■ Work request: Among the entries below, find every line that contains the string "Clone", then copy it.

⟨

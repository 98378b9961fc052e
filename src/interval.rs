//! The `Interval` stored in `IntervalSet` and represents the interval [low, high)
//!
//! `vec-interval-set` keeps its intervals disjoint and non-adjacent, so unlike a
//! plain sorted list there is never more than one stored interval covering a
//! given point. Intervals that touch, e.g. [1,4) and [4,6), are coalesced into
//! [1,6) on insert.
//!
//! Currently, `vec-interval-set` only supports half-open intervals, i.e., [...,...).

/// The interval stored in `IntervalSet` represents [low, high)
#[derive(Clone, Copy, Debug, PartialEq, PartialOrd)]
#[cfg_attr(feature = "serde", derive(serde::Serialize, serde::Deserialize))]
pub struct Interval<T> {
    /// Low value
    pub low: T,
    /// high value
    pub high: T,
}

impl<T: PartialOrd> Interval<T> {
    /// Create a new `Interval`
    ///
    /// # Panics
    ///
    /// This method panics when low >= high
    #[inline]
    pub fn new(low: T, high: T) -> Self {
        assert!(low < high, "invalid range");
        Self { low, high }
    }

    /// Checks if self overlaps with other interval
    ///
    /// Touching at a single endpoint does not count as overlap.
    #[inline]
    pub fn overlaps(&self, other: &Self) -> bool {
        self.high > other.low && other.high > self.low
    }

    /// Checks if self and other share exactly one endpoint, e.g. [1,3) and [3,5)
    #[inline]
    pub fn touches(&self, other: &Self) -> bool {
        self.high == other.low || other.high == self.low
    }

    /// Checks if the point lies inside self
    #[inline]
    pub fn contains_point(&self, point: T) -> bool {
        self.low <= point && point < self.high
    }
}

⟩
⟨

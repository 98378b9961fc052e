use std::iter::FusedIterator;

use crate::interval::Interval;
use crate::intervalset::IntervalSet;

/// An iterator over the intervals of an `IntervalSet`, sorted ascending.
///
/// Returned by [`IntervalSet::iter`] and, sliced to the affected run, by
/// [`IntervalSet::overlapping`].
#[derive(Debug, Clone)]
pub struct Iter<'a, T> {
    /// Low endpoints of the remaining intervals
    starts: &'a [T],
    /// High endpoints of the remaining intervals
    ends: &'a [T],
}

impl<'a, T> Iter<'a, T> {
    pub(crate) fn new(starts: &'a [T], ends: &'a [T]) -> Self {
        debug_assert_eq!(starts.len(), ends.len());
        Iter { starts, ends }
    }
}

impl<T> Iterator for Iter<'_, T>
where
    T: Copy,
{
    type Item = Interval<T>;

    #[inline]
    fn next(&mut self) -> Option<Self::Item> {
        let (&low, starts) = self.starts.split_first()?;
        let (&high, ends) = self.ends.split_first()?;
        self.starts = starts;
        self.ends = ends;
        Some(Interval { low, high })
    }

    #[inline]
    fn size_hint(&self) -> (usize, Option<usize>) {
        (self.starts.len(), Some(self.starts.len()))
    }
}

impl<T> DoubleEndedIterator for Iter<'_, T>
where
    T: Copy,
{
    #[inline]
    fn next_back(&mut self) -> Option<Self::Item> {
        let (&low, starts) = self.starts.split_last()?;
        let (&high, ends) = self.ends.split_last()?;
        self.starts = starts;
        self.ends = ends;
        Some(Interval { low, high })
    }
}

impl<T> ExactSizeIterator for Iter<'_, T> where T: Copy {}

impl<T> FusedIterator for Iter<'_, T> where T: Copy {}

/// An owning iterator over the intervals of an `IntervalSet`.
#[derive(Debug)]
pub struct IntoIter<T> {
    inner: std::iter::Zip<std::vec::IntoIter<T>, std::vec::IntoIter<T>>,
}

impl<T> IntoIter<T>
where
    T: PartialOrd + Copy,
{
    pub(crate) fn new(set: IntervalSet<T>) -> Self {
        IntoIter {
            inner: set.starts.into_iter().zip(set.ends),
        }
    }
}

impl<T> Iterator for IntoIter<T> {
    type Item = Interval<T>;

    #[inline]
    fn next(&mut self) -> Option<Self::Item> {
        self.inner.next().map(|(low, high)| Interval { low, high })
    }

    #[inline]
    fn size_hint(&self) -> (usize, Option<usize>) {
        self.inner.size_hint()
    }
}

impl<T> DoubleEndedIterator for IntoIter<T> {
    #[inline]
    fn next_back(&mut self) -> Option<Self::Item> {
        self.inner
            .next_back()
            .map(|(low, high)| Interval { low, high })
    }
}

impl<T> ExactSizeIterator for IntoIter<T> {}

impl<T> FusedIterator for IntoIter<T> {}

⟩

■ Response below:
#[derive(Clone, Copy, Debug, PartialEq, PartialOrd)]
#[derive(Debug, Clone)]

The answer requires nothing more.